Cette époque révolue, illustrée par des flashbacks, n’apparaît que dans le corps des épisodes. Leurs lisières, en s’y mêlant, y perdraient leur aspect vraisemblable par une coupure du plan. Ces fragments ressurgis du passé, généralement montés parallèlement aux obstacles rencontrés par les protagonistes, cristallisent les désarrois actuels et désignent les racines d’une pente raide sur laquelle les personnages glissent inconsciemment. Les possibilités de la fiction prennent ici le relai, délaissant la présomption d’authenticité, et sollicitent l’assentiment du spectateur envers les McCullough. Le quartier était reluisant, les espoirs étaient gonflés, les familles soudées. Les couleurs vives d’alors, tranchant avec le terne présent, soulignent les récréations d’une consommation épisodique précédant les cicatrices sombres d’une addiction quotidienne.

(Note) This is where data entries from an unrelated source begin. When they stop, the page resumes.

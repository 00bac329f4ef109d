//! Catalog filtering, ordering and recommendations
//!
//! Everything here is a linear scan over an in-memory list; the catalog is
//! small enough that no index is kept.

use std::collections::HashSet;
use std::fmt;
use std::str::FromStr;

use serde::{Deserialize, Deserializer, Serialize, Serializer};

use crate::models::Template;

/// Wire sentinel meaning "no tag restriction"
pub const ALL_TAGS: &str = "ALL";

/// Default number of related templates on the detail view
pub const RECOMMENDATION_LIMIT: usize = 3;

/// Tag restriction of a catalog query
#[derive(Debug, Clone, PartialEq, Eq, Default)]
pub enum TagFilter {
    #[default]
    All,
    Tag(String),
}

impl FromStr for TagFilter {
    type Err = std::convert::Infallible;

    fn from_str(s: &str) -> Result<Self, Self::Err> {
        if s.is_empty() || s == ALL_TAGS {
            Ok(TagFilter::All)
        } else {
            Ok(TagFilter::Tag(s.to_string()))
        }
    }
}

impl fmt::Display for TagFilter {
    fn fmt(&self, f: &mut fmt::Formatter<'_>) -> fmt::Result {
        match self {
            TagFilter::All => f.write_str(ALL_TAGS),
            TagFilter::Tag(tag) => f.write_str(tag),
        }
    }
}

impl Serialize for TagFilter {
    fn serialize<S: Serializer>(&self, serializer: S) -> Result<S::Ok, S::Error> {
        serializer.collect_str(self)
    }
}

impl<'de> Deserialize<'de> for TagFilter {
    fn deserialize<D: Deserializer<'de>>(deserializer: D) -> Result<Self, D::Error> {
        let raw = String::deserialize(deserializer)?;
        // Infallible
        Ok(raw.parse().unwrap_or_default())
    }
}

/// Search term plus tag selection
#[derive(Debug, Clone, Default, PartialEq, Eq, Serialize, Deserialize)]
pub struct CatalogFilter {
    #[serde(default)]
    pub search: String,
    #[serde(default)]
    pub tag: TagFilter,
}

impl CatalogFilter {
    pub fn new(search: impl Into<String>, tag: TagFilter) -> Self {
        Self {
            search: search.into(),
            tag,
        }
    }

    /// Title or any tag contains the term (case-insensitive), and the tag
    /// selection is `All` or an exact member of the template's tags.
    pub fn matches(&self, template: &Template) -> bool {
        let term = self.search.to_lowercase();
        let matches_search = template.title.to_lowercase().contains(&term)
            || template
                .tags
                .iter()
                .any(|tag| tag.to_lowercase().contains(&term));

        let matches_tag = match &self.tag {
            TagFilter::All => true,
            TagFilter::Tag(selected) => template.tags.iter().any(|t| t == selected),
        };

        matches_search && matches_tag
    }

    pub fn apply(&self, templates: &[Template]) -> Vec<Template> {
        templates
            .iter()
            .filter(|t| self.matches(t))
            .cloned()
            .collect()
    }
}

/// Distinct tags in first-seen order
pub fn all_tags(templates: &[Template]) -> Vec<String> {
    let mut seen = HashSet::new();
    let mut tags = Vec::new();
    for tag in templates.iter().flat_map(|t| t.tags.iter()) {
        if seen.insert(tag.as_str()) {
            tags.push(tag.clone());
        }
    }
    tags
}

/// Direction for a one-step reorder
#[derive(Debug, Clone, Copy, PartialEq, Eq, Serialize, Deserialize)]
#[serde(rename_all = "lowercase")]
pub enum Direction {
    Up,
    Down,
}

/// Swap the item at `index` with its neighbour
///
/// Returns `false` (and leaves the list alone) when the move would leave the
/// list bounds.
pub fn move_item(templates: &mut [Template], index: usize, direction: Direction) -> bool {
    match direction {
        Direction::Up => {
            if index == 0 || index >= templates.len() {
                return false;
            }
            templates.swap(index - 1, index);
        }
        Direction::Down => {
            if index + 1 >= templates.len() {
                return false;
            }
            templates.swap(index, index + 1);
        }
    }
    true
}

/// Other templates ranked by number of tags shared with `current`
///
/// The sort is stable so equally-scored templates keep catalog order.
pub fn recommendations(current: &Template, all: &[Template], limit: usize) -> Vec<Template> {
    let mut scored: Vec<(usize, &Template)> = all
        .iter()
        .filter(|t| t.id != current.id)
        .map(|t| {
            let score = t.tags.iter().filter(|tag| current.tags.contains(tag)).count();
            (score, t)
        })
        .collect();

    scored.sort_by(|a, b| b.0.cmp(&a.0));
    scored.into_iter().take(limit).map(|(_, t)| t.clone()).collect()
}

/// Split the admin form's tag input on ASCII and full-width commas
pub fn parse_tags(input: &str) -> Vec<String> {
    input
        .split([',', '，'])
        .map(str::trim)
        .filter(|t| !t.is_empty())
        .map(str::to_string)
        .collect()
}

/// Built-in catalog shown when the backend cannot be reached
pub fn sample_templates() -> Vec<Template> {
    const SAMPLE_VIDEO: &str = "https://interactive-examples.mdn.mozilla.net/media/cc0-videos/flower.mp4";

    let sample = |id: &str, title: &str, price: &str, description: &str, video: bool, tags: &[&str]| Template {
        id: id.to_string(),
        title: title.to_string(),
        price: price.to_string(),
        description: description.to_string(),
        image_url: format!("https://picsum.photos/800/450?random={}", id),
        video_url: video.then(|| SAMPLE_VIDEO.to_string()),
        tags: tags.iter().map(|t| t.to_string()).collect(),
    };

    vec![
        sample(
            "1",
            "Cinematic Travel Vlog",
            "¥199",
            "Energetic transitions and cinematic grading presets for travel content.",
            true,
            &["travel", "vlog", "4K"],
        ),
        sample(
            "2",
            "Corporate Promo",
            "¥299",
            "Clean typography and smooth animation for business presentations.",
            false,
            &["business", "minimal", "corporate"],
        ),
        sample(
            "3",
            "Short-Video Glitch Pack",
            "¥99",
            "Fast glitch effects built to catch attention on social feeds.",
            true,
            &["social", "glitch", "short-video"],
        ),
        sample(
            "4",
            "Wedding Highlights",
            "¥399",
            "Romantic slow-motion template with soft light-leak overlays.",
            false,
            &["wedding", "romantic", "elegant"],
        ),
        sample(
            "5",
            "Gaming Channel Intro",
            "¥149",
            "Neon styling and punchy motion graphics for gaming channels.",
            false,
            &["gaming", "neon", "intro"],
        ),
        sample(
            "6",
            "Minimal Product Showcase",
            "¥249",
            "Clean backgrounds and subtle text animation that keep focus on the product.",
            true,
            &["product", "minimal", "e-commerce"],
        ),
    ]
}
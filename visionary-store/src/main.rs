//! visionary-store - template storefront service
//!
//! Serves the catalog, visitor chat, admin back-office and AI assistant over
//! HTTP. Configuration priority: CLI > environment > TOML file > defaults.

use std::path::PathBuf;
use std::sync::Arc;

use anyhow::{Context, Result};
use clap::Parser;
use tokio::signal;
use tracing::{info, warn};
use tracing_subscriber::{layer::SubscriberExt, util::SubscriberInitExt};
use visionary_assistant::{Assistant, GeminiClient, UnconfiguredAssistant};
use visionary_common::catalog::sample_templates;
use visionary_common::config::{load_toml_or_default, ConfigOverrides, StoreConfig};
use visionary_store::backend::{Backend, DisconnectedBackend, MemoryBackend, RestBackend};
use visionary_store::feed::spawn_poller;
use visionary_store::{build_router, AppState};

/// Command-line arguments for visionary-store
#[derive(Parser, Debug)]
#[command(name = "visionary-store")]
#[command(about = "Video template storefront with live chat and admin back-office")]
#[command(version)]
struct Args {
    /// Config file (default: ~/.config/visionary/store.toml)
    #[arg(short, long, env = "VISIONARY_CONFIG")]
    config: Option<PathBuf>,

    /// Port to listen on
    #[arg(short, long)]
    port: Option<u16>,

    /// Address to bind
    #[arg(long)]
    bind: Option<String>,

    /// Hosted backend project URL
    #[arg(long)]
    backend_url: Option<String>,

    /// Hosted backend anon key
    #[arg(long)]
    backend_key: Option<String>,

    /// Admin passcode (empty disables the admin gate)
    #[arg(long)]
    admin_passcode: Option<String>,

    /// Seconds between backend polls (0 = off)
    #[arg(long)]
    poll_interval: Option<u64>,

    /// Run against an in-process store seeded with the sample catalog
    #[arg(long)]
    offline: bool,
}

impl Args {
    fn overrides(&self) -> ConfigOverrides {
        ConfigOverrides {
            backend_url: self.backend_url.clone(),
            backend_key: self.backend_key.clone(),
            admin_passcode: self.admin_passcode.clone(),
            bind: self.bind.clone(),
            port: self.port,
            poll_interval_secs: self.poll_interval,
        }
    }
}

#[tokio::main]
async fn main() -> Result<()> {
    // Initialize tracing
    tracing_subscriber::registry()
        .with(
            tracing_subscriber::EnvFilter::try_from_default_env()
                .unwrap_or_else(|_| "visionary_store=info,tower_http=info".into()),
        )
        .with(tracing_subscriber::fmt::layer())
        .init();

    // Log build identification immediately after tracing init
    info!(
        "Starting Visionary Store (visionary-store) v{} [{}] built {} ({})",
        env!("CARGO_PKG_VERSION"),
        env!("GIT_HASH"),
        env!("BUILD_TIMESTAMP"),
        env!("BUILD_PROFILE")
    );

    let args = Args::parse();

    let toml_config = load_toml_or_default(args.config.as_deref());
    let config = StoreConfig::resolve(&args.overrides(), &toml_config)
        .context("Failed to resolve configuration")?;

    let backend = select_backend(&args, &config)?;
    info!("Backend: {}", backend.name());

    let assistant = select_assistant(&config)?;

    if config.admin_gate_enabled() {
        info!("Admin gate enabled");
    } else {
        warn!("Admin passcode is empty: admin endpoints are open to everyone");
    }

    let state = AppState::new(backend, assistant, &config);

    state.storefront.refresh().await;
    let (source, connection_error) = state.storefront.data_source().await;
    match connection_error {
        Some(e) => warn!("Serving built-in catalog ({:?}): {}", source, e),
        None => info!("Catalog loaded from {:?}", source),
    }

    let poller = config
        .poll_interval()
        .map(|period| spawn_poller(state.storefront.clone(), period));

    let app = build_router(state);

    let addr = config.bind_address();
    let listener = tokio::net::TcpListener::bind(&addr)
        .await
        .with_context(|| format!("Failed to bind to {}", addr))?;
    info!("visionary-store listening on http://{}", addr);
    info!("Health check: http://{}/health", addr);

    axum::serve(listener, app)
        .with_graceful_shutdown(shutdown_signal())
        .await
        .context("Server error")?;

    if let Some(poller) = poller {
        poller.abort();
    }
    info!("Server shutdown complete");
    Ok(())
}

fn select_backend(args: &Args, config: &StoreConfig) -> Result<Arc<dyn Backend>> {
    if args.offline {
        info!("Offline mode: in-memory store seeded with the sample catalog");
        return Ok(Arc::new(MemoryBackend::with_templates(sample_templates())));
    }

    if !config.is_backend_configured() {
        warn!("Backend credentials missing or malformed; the storefront will show its built-in catalog");
        return Ok(Arc::new(DisconnectedBackend::default()));
    }

    let backend = RestBackend::new(&config.backend_url, &config.backend_key, config.request_timeout())
        .context("Failed to create backend client")?;
    info!("Backend URL: {}", backend.base_url());
    Ok(Arc::new(backend))
}

fn select_assistant(config: &StoreConfig) -> Result<Arc<dyn Assistant>> {
    match &config.gemini_api_key {
        Some(key) => {
            let client = GeminiClient::new(
                key.clone(),
                config.gemini_model.clone(),
                config.gemini_base_url.clone(),
                config.request_timeout(),
            )
            .context("Failed to create assistant client")?;
            info!("Assistant model: {}", client.model());
            Ok(Arc::new(client))
        }
        None => {
            warn!("No assistant API key configured; assistant replies will be apologies");
            Ok(Arc::new(UnconfiguredAssistant))
        }
    }
}

/// Graceful shutdown signal handler
async fn shutdown_signal() {
    let ctrl_c = async {
        if let Err(e) = signal::ctrl_c().await {
            warn!("Failed to listen for Ctrl+C: {}", e);
            std::future::pending::<()>().await;
        }
    };

    #[cfg(unix)]
    let terminate = async {
        match signal::unix::signal(signal::unix::SignalKind::terminate()) {
            Ok(mut sig) => {
                sig.recv().await;
            }
            Err(e) => {
                warn!("Failed to install SIGTERM handler: {}", e);
                std::future::pending::<()>().await;
            }
        }
    };

    #[cfg(not(unix))]
    let terminate = std::future::pending::<()>();

    tokio::select! {
        _ = ctrl_c => {
            info!("Received Ctrl+C, shutting down");
        },
        _ = terminate => {
            info!("Received terminate signal, shutting down");
        },
    }
}
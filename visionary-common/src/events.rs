//! Change notifications for the storefront
//!
//! Every successful write re-fetches the affected collection and then emits a
//! [`StoreEvent`] on the [`EventBus`]. The optional poller emits the same
//! events for writes made elsewhere. SSE clients re-read whatever changed.

use chrono::{DateTime, Utc};
use serde::{Deserialize, Serialize};
use tokio::sync::broadcast;

/// Storefront change events
#[derive(Debug, Clone, PartialEq, Serialize, Deserialize)]
#[serde(tag = "type")]
pub enum StoreEvent {
    /// Template rows were written (here or, via the poller, elsewhere)
    TemplatesChanged { timestamp: DateTime<Utc> },

    /// Settings rows were written
    SettingsChanged { timestamp: DateTime<Utc> },

    /// In-memory catalog order changed; nothing was persisted
    CatalogReordered {
        ids: Vec<String>,
        timestamp: DateTime<Utc>,
    },

    /// A chat session row was written
    ChatSessionChanged {
        session_id: String,
        timestamp: DateTime<Utc>,
    },

    /// The local snapshot was replaced by a refresh
    SnapshotRefreshed {
        template_count: usize,
        from_database: bool,
        timestamp: DateTime<Utc>,
    },
}

impl StoreEvent {
    pub fn templates_changed() -> Self {
        StoreEvent::TemplatesChanged { timestamp: Utc::now() }
    }

    pub fn settings_changed() -> Self {
        StoreEvent::SettingsChanged { timestamp: Utc::now() }
    }

    pub fn chat_session_changed(session_id: impl Into<String>) -> Self {
        StoreEvent::ChatSessionChanged {
            session_id: session_id.into(),
            timestamp: Utc::now(),
        }
    }

    /// Get event type as string for filtering and SSE event names
    pub fn event_type(&self) -> &'static str {
        match self {
            StoreEvent::TemplatesChanged { .. } => "TemplatesChanged",
            StoreEvent::SettingsChanged { .. } => "SettingsChanged",
            StoreEvent::CatalogReordered { .. } => "CatalogReordered",
            StoreEvent::ChatSessionChanged { .. } => "ChatSessionChanged",
            StoreEvent::SnapshotRefreshed { .. } => "SnapshotRefreshed",
        }
    }

    /// Catalog and settings events, as opposed to chat traffic
    pub fn is_storefront(&self) -> bool {
        !matches!(self, StoreEvent::ChatSessionChanged { .. })
    }

    /// Chat event for the given session
    pub fn is_chat_for(&self, session: &str) -> bool {
        matches!(self, StoreEvent::ChatSessionChanged { session_id, .. } if session_id == session)
    }
}

/// Broadcast bus for [`StoreEvent`]s
///
/// Subscribers only see events emitted after they subscribe. A slow
/// subscriber that falls more than `capacity` events behind loses the oldest
/// ones (`RecvError::Lagged`).
#[derive(Clone)]
pub struct EventBus {
    tx: broadcast::Sender<StoreEvent>,
    capacity: usize,
}

impl EventBus {
    pub fn new(capacity: usize) -> Self {
        let (tx, _) = broadcast::channel(capacity);
        Self { tx, capacity }
    }

    pub fn subscribe(&self) -> broadcast::Receiver<StoreEvent> {
        self.tx.subscribe()
    }

    /// Emit an event to all subscribers
    ///
    /// Returns `Ok(subscriber_count)`, or `Err` when nobody is listening.
    #[allow(clippy::result_large_err)]
    pub fn emit(&self, event: StoreEvent) -> Result<usize, broadcast::error::SendError<StoreEvent>> {
        self.tx.send(event)
    }

    /// Emit an event, ignoring the no-subscriber case
    pub fn emit_lossy(&self, event: StoreEvent) {
        let _ = self.tx.send(event);
    }

    pub fn subscriber_count(&self) -> usize {
        self.tx.receiver_count()
    }

    pub fn capacity(&self) -> usize {
        self.capacity
    }
}
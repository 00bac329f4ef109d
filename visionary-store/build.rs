//! Build script for visionary-store
//!
//! Captures build identification for the startup banner and `/api/buildinfo`:
//! - Git commit hash (short form)
//! - Build timestamp
//! - Build profile (debug/release)

use std::process::Command;

fn main() {
    let git_hash = Command::new("git")
        .args(["rev-parse", "--short=8", "HEAD"])
        .output()
        .ok()
        .filter(|output| output.status.success())
        .and_then(|output| String::from_utf8(output.stdout).ok())
        .map(|s| s.trim().to_string())
        .unwrap_or_else(|| "unknown".to_string());

    // ISO 8601 with local offset, e.g. 2025-10-26T14:30:45-05:00
    let build_timestamp = chrono::Local::now().to_rfc3339_opts(chrono::SecondsFormat::Secs, false);

    let profile = std::env::var("PROFILE").unwrap_or_else(|_| "unknown".to_string());

    println!("cargo:rustc-env=GIT_HASH={}", git_hash);
    println!("cargo:rustc-env=BUILD_TIMESTAMP={}", build_timestamp);
    println!("cargo:rustc-env=BUILD_PROFILE={}", profile);
}
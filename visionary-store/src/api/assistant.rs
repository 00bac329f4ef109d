//! AI assistant panel endpoints
//!
//! The server holds no assistant state: the client sends its transcript back
//! with each question and receives the extended one.

use axum::{extract::State, Json};
use serde::{Deserialize, Serialize};
use tracing::warn;
use visionary_assistant::{
    AssistantError, AssistantTranscript, ImagePayload, DEFAULT_IMAGE_PROMPT, IMAGE_ANALYSIS_FAILED,
};
use visionary_common::ChatMessage;

use crate::error::ApiResult;
use crate::AppState;

/// Largest accepted analyze request (base64 inflates images by a third)
pub const MAX_ANALYZE_BYTES: usize = 20 * 1024 * 1024;

#[derive(Debug, Deserialize)]
pub struct AssistantChatRequest {
    /// Transcript so far; empty starts a new one with the welcome message
    #[serde(default)]
    pub messages: Vec<ChatMessage>,
    pub message: String,
}

#[derive(Debug, Serialize)]
pub struct AssistantChatResponse {
    pub messages: Vec<ChatMessage>,
    pub reply: Option<ChatMessage>,
}

/// POST /api/assistant/chat
///
/// Blank input leaves the transcript as is and returns no reply.
pub async fn assistant_chat(
    State(state): State<AppState>,
    Json(req): Json<AssistantChatRequest>,
) -> Json<AssistantChatResponse> {
    let mut transcript = AssistantTranscript::from_messages(req.messages);
    let reply = transcript
        .ask(state.assistant.as_ref(), &req.message)
        .await
        .cloned();

    Json(AssistantChatResponse {
        messages: transcript.into_messages(),
        reply,
    })
}

#[derive(Debug, Deserialize)]
pub struct AnalyzeRequest {
    /// Data URL or bare base64
    pub image: String,
    pub prompt: Option<String>,
}

#[derive(Debug, Serialize)]
pub struct AnalyzeResponse {
    pub text: String,
}

/// POST /api/assistant/analyze
///
/// A malformed image is a 400; a failed model call still answers 200 with
/// the canned failure text.
pub async fn analyze_image(
    State(state): State<AppState>,
    Json(req): Json<AnalyzeRequest>,
) -> ApiResult<Json<AnalyzeResponse>> {
    let image = ImagePayload::parse(&req.image)?;
    let prompt = req
        .prompt
        .as_deref()
        .map(str::trim)
        .filter(|p| !p.is_empty())
        .unwrap_or(DEFAULT_IMAGE_PROMPT);

    let text = match state.assistant.describe_image(&image, prompt).await {
        Ok(text) => text,
        Err(e @ AssistantError::InvalidImage(_)) => return Err(e.into()),
        Err(e) => {
            warn!("Image analysis failed: {}", e);
            IMAGE_ANALYSIS_FAILED.to_string()
        }
    };

    Ok(Json(AnalyzeResponse { text }))
}
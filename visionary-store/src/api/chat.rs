//! Visitor-facing chat widget endpoints

use axum::{
    body::Bytes,
    extract::{Path, Query, State},
    http::{header::CONTENT_TYPE, HeaderMap, StatusCode},
    Json,
};
use serde::{Deserialize, Serialize};
use visionary_common::chat::{Party, VisitorId};
use visionary_common::{ChatSession, MessageKind, Sender};

use crate::error::{ApiError, ApiResult};
use crate::AppState;

/// Largest accepted attachment body
pub const MAX_ATTACHMENT_BYTES: usize = 50 * 1024 * 1024;

pub(crate) fn parse_visitor(raw: &str) -> ApiResult<VisitorId> {
    raw.parse::<VisitorId>().map_err(ApiError::from)
}

#[derive(Debug, Serialize)]
pub struct VisitorResponse {
    pub visitor_id: VisitorId,
    pub display_name: String,
}

/// POST /api/visitors
///
/// Issues a fresh visitor token; the client keeps it and sends it back.
pub async fn create_visitor() -> (StatusCode, Json<VisitorResponse>) {
    let visitor = VisitorId::generate();
    (
        StatusCode::CREATED,
        Json(VisitorResponse {
            display_name: visitor.display_name(),
            visitor_id: visitor,
        }),
    )
}

#[derive(Debug, Deserialize)]
pub struct SessionQuery {
    #[serde(default)]
    pub open: bool,
}

/// GET /api/chat/:visitor_id?open=bool
pub async fn get_session(
    State(state): State<AppState>,
    Path(visitor_id): Path<String>,
    Query(query): Query<SessionQuery>,
) -> ApiResult<Json<ChatSession>> {
    let visitor = parse_visitor(&visitor_id)?;
    Ok(Json(state.chat.open_session(&visitor, query.open).await?))
}

#[derive(Debug, Deserialize)]
pub struct SendMessageRequest {
    pub content: String,
}

/// POST /api/chat/:visitor_id/messages
pub async fn send_message(
    State(state): State<AppState>,
    Path(visitor_id): Path<String>,
    Json(req): Json<SendMessageRequest>,
) -> ApiResult<Json<ChatSession>> {
    let visitor = parse_visitor(&visitor_id)?;
    let session = state
        .chat
        .send(&visitor, Sender::Customer, MessageKind::Text, &req.content)
        .await?;
    Ok(Json(session))
}

/// POST /api/chat/:visitor_id/read
pub async fn mark_read(
    State(state): State<AppState>,
    Path(visitor_id): Path<String>,
) -> ApiResult<Json<ChatSession>> {
    let visitor = parse_visitor(&visitor_id)?;
    Ok(Json(state.chat.mark_read(visitor.as_str(), Party::Customer).await?))
}

#[derive(Debug, Deserialize)]
pub struct AttachmentQuery {
    pub filename: Option<String>,
}

/// POST /api/chat/:visitor_id/attachments?filename=…
///
/// Raw file body; the Content-Type header decides image vs video.
pub async fn upload_attachment(
    State(state): State<AppState>,
    Path(visitor_id): Path<String>,
    Query(query): Query<AttachmentQuery>,
    headers: HeaderMap,
    body: Bytes,
) -> ApiResult<Json<ChatSession>> {
    let visitor = parse_visitor(&visitor_id)?;
    let content_type = headers
        .get(CONTENT_TYPE)
        .and_then(|v| v.to_str().ok())
        .ok_or_else(|| ApiError::BadRequest("Content-Type header is required".to_string()))?;

    let session = state
        .chat
        .upload_attachment(
            &visitor,
            Sender::Customer,
            query.filename.as_deref(),
            content_type,
            body.to_vec(),
        )
        .await?;
    Ok(Json(session))
}
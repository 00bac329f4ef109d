//! Server-Sent Events endpoints
//!
//! Every connection owns one bus subscription; closing the stream
//! unsubscribes.

use std::convert::Infallible;

use axum::{
    extract::{Path, State},
    response::sse::{Event, Sse},
};
use futures::stream::Stream;
use visionary_common::sse::store_event_stream;

use crate::api::chat::parse_visitor;
use crate::error::ApiResult;
use crate::AppState;

/// GET /api/events
///
/// Catalog, settings and reorder events for storefront pages.
pub async fn storefront_events(
    State(state): State<AppState>,
) -> Sse<impl Stream<Item = Result<Event, Infallible>>> {
    store_event_stream(&state.bus, "storefront", |event| event.is_storefront())
}

/// GET /api/chat/:visitor_id/events
///
/// Changes to this visitor's session only.
pub async fn chat_events(
    State(state): State<AppState>,
    Path(visitor_id): Path<String>,
) -> ApiResult<Sse<impl Stream<Item = Result<Event, Infallible>>>> {
    let visitor = parse_visitor(&visitor_id)?;
    let session_id = visitor.as_str().to_string();
    Ok(store_event_stream(&state.bus, "chat", move |event| {
        event.is_chat_for(&session_id)
    }))
}

/// GET /api/admin/events
///
/// Everything, for the back-office and chat console.
pub async fn admin_events(
    State(state): State<AppState>,
) -> Sse<impl Stream<Item = Result<Event, Infallible>>> {
    store_event_stream(&state.bus, "admin", |_| true)
}
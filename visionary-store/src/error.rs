//! Error types for visionary-store
//!
//! Every handler error renders as `{"error": {"code", "message"}}`.

use axum::{
    http::StatusCode,
    response::{IntoResponse, Response},
    Json,
};
use serde_json::json;
use thiserror::Error;
use tracing::warn;
use visionary_assistant::AssistantError;

/// API error type
#[derive(Debug, Error)]
pub enum ApiError {
    /// Invalid request (400)
    #[error("Invalid request: {0}")]
    BadRequest(String),

    /// Missing or wrong admin credentials (401)
    #[error("Unauthorized: {0}")]
    Unauthorized(String),

    /// Resource not found (404)
    #[error("Resource not found: {0}")]
    NotFound(String),

    /// Conflict (409), e.g. duplicate template id
    #[error("Conflict: {0}")]
    Conflict(String),

    /// Hosted backend or generative-language API failed (502)
    #[error("Upstream error: {0}")]
    BadGateway(String),

    /// Internal server error (500)
    #[error("Internal server error: {0}")]
    Internal(String),
}

impl From<visionary_common::Error> for ApiError {
    fn from(err: visionary_common::Error) -> Self {
        use visionary_common::Error;

        match err {
            Error::InvalidInput(msg) => ApiError::BadRequest(msg),
            Error::NotFound(msg) => ApiError::NotFound(msg),
            Error::Backend(msg) if msg.contains("duplicate key") => ApiError::Conflict(msg),
            Error::Backend(msg) | Error::Http(msg) => ApiError::BadGateway(msg),
            Error::Serialization(e) => ApiError::BadGateway(format!("Unexpected row shape: {}", e)),
            other => ApiError::Internal(other.to_string()),
        }
    }
}

impl From<AssistantError> for ApiError {
    fn from(err: AssistantError) -> Self {
        match err {
            AssistantError::InvalidImage(msg) => ApiError::BadRequest(msg),
            other => ApiError::BadGateway(other.to_string()),
        }
    }
}

impl IntoResponse for ApiError {
    fn into_response(self) -> Response {
        let (status, error_code, message) = match self {
            ApiError::BadRequest(msg) => (StatusCode::BAD_REQUEST, "BAD_REQUEST", msg),
            ApiError::Unauthorized(msg) => (StatusCode::UNAUTHORIZED, "UNAUTHORIZED", msg),
            ApiError::NotFound(msg) => (StatusCode::NOT_FOUND, "NOT_FOUND", msg),
            ApiError::Conflict(msg) => (StatusCode::CONFLICT, "CONFLICT", msg),
            ApiError::BadGateway(msg) => {
                warn!("Upstream failure: {}", msg);
                (StatusCode::BAD_GATEWAY, "UPSTREAM_ERROR", msg)
            }
            ApiError::Internal(msg) => (StatusCode::INTERNAL_SERVER_ERROR, "INTERNAL_ERROR", msg),
        };

        let body = Json(json!({
            "error": {
                "code": error_code,
                "message": message,
            }
        }));

        (status, body).into_response()
    }
}

/// Result type for API handlers
pub type ApiResult<T> = Result<T, ApiError>;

The Corner n’abandonne les outils de la fiction et l’illusion documentaire qu’au moment de replier définitivement son récit. Lorsque Gary traverse le carrefour en ouverture du premier épisode, le réalisateur invite un groupe de quatre personnes à faire le chemin inverse au cours de l’excipit. Les vrais DeAndre McCullough, Fran Boyd, sa mère, Tyreeka Freamon, ancienne compagne de DeAndre, et George « Blue » Epps se réunissent devant la caméra pour faire le bilan sur leur abstinence et appuyer l’utilité préventive de la série. Ils reviennent sur les pas de Gary, depuis décédé d’une overdose. Ils quittent également les rôles qu’ils avaient dans la fiction (un officier de police, une assistante sociale, une caissière et un travailleur de refuge social) et redonnent aux personnages leurs vrais visages. Ils révèlent que ses rôles qu’ils jouaient sont en vérité proches de ceux qu’ils sont devenus. Le flux libre des prises paroles est entrecoupé de rapides fondus au noir. Le montage rapièce ces confessions, la fluidité du filmage ne pouvant soudainement plus être assurée face au véritable sujet documentaire servant de moteur à la fiction.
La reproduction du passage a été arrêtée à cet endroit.